〇井口卓人「バケットシートも純正シートも大事なのは、しっかり体をシートに収めることです。座面とシートバックの角にお尻をしっかり当てる。座ってからお尻に2回程度、力を入れて押しつけてください。一般道ではお尻を角から少し離したほうがラクですが、隙間があると、サーキットではGで体が動く原因になります」
次にアクセル、ブレーキ、クラッチの各ペダルと脚の関係だ。とくにブレーキは相当な力を必要とする。
〇井口卓人「サーキット走行ではABSが作動するくらい、強いブレーキ操作も必要です。ペダルを踏んでも脚が伸び切らない、膝が曲がった状態で強くペダルが踏めるシート位置に合わせます。そうしないと強いブレーキを掛けた際に、体がシートから滑って、持ち上がってしまいます」

続いて、ハンドルと手、腕の位置決め。シートバックの角度が運転のしやすさに大きく関わる。
〇井口卓人「多くの人はシートバックを立てて、ハンドルまでの距離を合わせていると思います。そうすると目線が下に向いて、見える範囲が狭くなる。走るうえで、情報量が減ってしまいます。サーキットでは目線を遠くまで持っていく。そのためシートバックは少し寝かせて、シートの位置を前に動かして、ハンドルを自身に近づけるようにしてください。リクライニング調整ができないフルバケットシートは少し寝かせる角度での取り付けがオススメです」
〇蒲生尚弥「ハンドルは9時15分の位置を握り、ハンドルを180°切っても肩の後ろがシートから離れないことを確認してください。肩が離れると、ハンドル操作をしたときに体勢が不安定になります」
〇井口卓人「ハンドルがたくさん切れても体が動いては、せっかく決めたポジションが台なしです。体がシートに密着しながら、スムーズにハンドル操作ができるポジションを目指してください」
ドラポジが決まったところで、まとめにハンドルの切り方だ。ポイントは、ハンドルは9時15分を握って持ちかえない。操作は1回で完結させる。

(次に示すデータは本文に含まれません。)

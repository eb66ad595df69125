use std::collections::VecDeque;

use ordered_float::OrderedFloat;

use crate::geometry::Point;

/// Handle to an input site; the index into the site sequence.
#[derive(Copy, Clone, PartialEq, Eq, PartialOrd, Ord, Hash, Debug)]
pub struct SiteId(pub(crate) usize);

#[derive(Copy, Clone, PartialEq, Eq, PartialOrd, Ord, Hash, Debug)]
pub struct VertexId(pub(crate) usize);

#[derive(Copy, Clone, PartialEq, Eq, PartialOrd, Ord, Hash, Debug)]
pub struct EdgeId(pub(crate) usize);

impl SiteId {
    pub fn index(self) -> usize {
        self.0
    }
}

impl VertexId {
    pub fn index(self) -> usize {
        self.0
    }
}

impl EdgeId {
    pub fn index(self) -> usize {
        self.0
    }
}

/// A circumcircle: the sweep line first meets it at x = center.x + radius.
#[derive(Copy, Clone, PartialEq, Debug)]
pub struct Vertex {
    pub center: Point,
    pub radius: OrderedFloat<f64>,
}

impl Vertex {
    pub fn touch(&self) -> OrderedFloat<f64> {
        self.center.x + self.radius
    }
}

/// An oriented edge separating the cells of `l` and `r`.
///
/// Traversed from `b` to `e`, `l` lies on the left and `r` on the right. An
/// unset endpoint extends to infinity: past `b` along `-direction`, past `e`
/// along `direction`. `origin` and `direction` always describe the supporting
/// bisector line, so rays and full lines stay clippable downstream.
#[derive(Clone, PartialEq, Eq, Debug)]
pub struct Edge {
    pub l: SiteId,
    pub r: SiteId,
    pub b: Option<VertexId>,
    pub e: Option<VertexId>,
    pub origin: Point,
    pub direction: Point,
}

/// The growing diagram: vertices, edges in construction order, and per-site
/// cyclic edge rings in counter-clockwise order.
pub struct Diagram {
    sites: Vec<Point>,
    vertices: Vec<Option<Vertex>>,
    free_vertices: Vec<VertexId>,
    edges: Vec<Edge>,
    cells: Vec<VecDeque<EdgeId>>,
    eps: f64,
}

impl Diagram {
    pub(crate) fn new(sites: &[Point], eps: f64) -> Self {
        Self {
            sites: sites.to_vec(),
            vertices: vec![],
            free_vertices: vec![],
            edges: vec![],
            cells: vec![VecDeque::new(); sites.len()],
            eps,
        }
    }

    pub fn eps(&self) -> f64 {
        self.eps
    }

    pub fn site(&self, id: SiteId) -> Point {
        self.sites[id.0]
    }

    pub fn site_points(&self) -> &[Point] {
        &self.sites
    }

    pub fn site_count(&self) -> usize {
        self.sites.len()
    }

    pub(crate) fn add_vertex(&mut self, center: Point, radius: OrderedFloat<f64>) -> VertexId {
        let vertex = Vertex { center, radius };
        match self.free_vertices.pop() {
            Some(id) => {
                self.vertices[id.0] = Some(vertex);
                id
            }
            None => {
                let id = VertexId(self.vertices.len());
                self.vertices.push(Some(vertex));
                id
            }
        }
    }

    pub(crate) fn remove_vertex(&mut self, id: VertexId) {
        let slot = self.vertices[id.0].take();
        debug_assert!(slot.is_some(), "vertex removed twice");
        self.free_vertices.push(id);
    }

    pub fn vertex(&self, id: VertexId) -> &Vertex {
        self.vertices[id.0].as_ref().expect("vertex was removed")
    }

    /// The sweep-line position at which the vertex's event fires.
    pub(crate) fn touch_point(&self, id: VertexId) -> Point {
        let vertex = self.vertex(id);
        Point::new(vertex.touch(), vertex.center.y)
    }

    /// Live vertices ordered by (center.x, center.y).
    pub fn vertices(&self) -> Vec<(VertexId, &Vertex)> {
        let mut out: Vec<_> = self
            .vertices
            .iter()
            .enumerate()
            .filter_map(|(i, slot)| slot.as_ref().map(|v| (VertexId(i), v)))
            .collect();
        out.sort_by_key(|(_, v)| (v.center.x, v.center.y));
        out
    }

    pub fn vertex_count(&self) -> usize {
        self.vertices.iter().flatten().count()
    }

    /// New edge with both endpoints open, hooked into both cell rings: front
    /// of the left cell, back of the right cell.
    pub(crate) fn add_edge(
        &mut self,
        l: SiteId,
        r: SiteId,
        origin: Point,
        direction: Point,
    ) -> EdgeId {
        let id = EdgeId(self.edges.len());
        self.edges.push(Edge {
            l,
            r,
            b: None,
            e: None,
            origin,
            direction,
        });
        self.cells[l.0].push_front(id);
        self.cells[r.0].push_back(id);
        id
    }

    /// New edge that begins at an already finalised vertex.
    pub(crate) fn add_edge_from(
        &mut self,
        l: SiteId,
        r: SiteId,
        b: VertexId,
        origin: Point,
        direction: Point,
    ) -> EdgeId {
        let id = self.add_edge(l, r, origin, direction);
        self.edges[id.0].b = Some(b);
        id
    }

    /// Close one end of the edge with `v`.
    ///
    /// When both ends are still open, the sites' relative position decides
    /// which end `v` is, preserving the l-left / r-right traversal invariant.
    pub(crate) fn truncate(&mut self, id: EdgeId, v: VertexId) {
        let center = self.vertex(v).center;
        let edge = &mut self.edges[id.0];
        match (edge.b, edge.e) {
            (None, None) => {
                let l = self.sites[edge.l.0];
                let r = self.sites[edge.r.0];
                let begins = (r.x < l.x && center.y < l.y) || (l.x < r.x && r.y < center.y);
                if begins {
                    edge.b = Some(v);
                } else {
                    edge.e = Some(v);
                }
            }
            (Some(_), None) => edge.e = Some(v),
            (None, Some(_)) => edge.b = Some(v),
            (Some(_), Some(_)) => debug_assert!(false, "edge already closed at both ends"),
        }
    }

    pub fn edge(&self, id: EdgeId) -> &Edge {
        &self.edges[id.0]
    }

    pub fn edges(&self) -> &[Edge] {
        &self.edges
    }

    pub fn cell(&self, site: SiteId) -> &VecDeque<EdgeId> {
        &self.cells[site.0]
    }

    pub fn cells(&self) -> impl Iterator<Item = (SiteId, &VecDeque<EdgeId>)> {
        self.cells
            .iter()
            .enumerate()
            .map(|(i, ring)| (SiteId(i), ring))
    }
}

〇井口卓人「持ちかえると、クルマが曲がらなくて、たくさん切って戻すときにハンドルのセンターがわからなくなる。サーキット走行では基本的にハンドルは持ちかえません。9時15分の位置を持って、1回で切り込む→戻す操作が完結できるとベストです。それができれば9時15分まで戻すと、自然とハンドルもセンターに戻ります。安全に、ペースも上げて走れるので、意識してください」

基本的なことではあるが、ドライビングポジションを見直すことで、ラクにリラックスして運転に臨め、路面やクルマからのインフォメーションも高まって、的確な操作やリカバリーができたり、疲れにくかったりという恩恵が得られる。つねにおろそかにせず、最適な運転姿勢を心掛けていただきたい。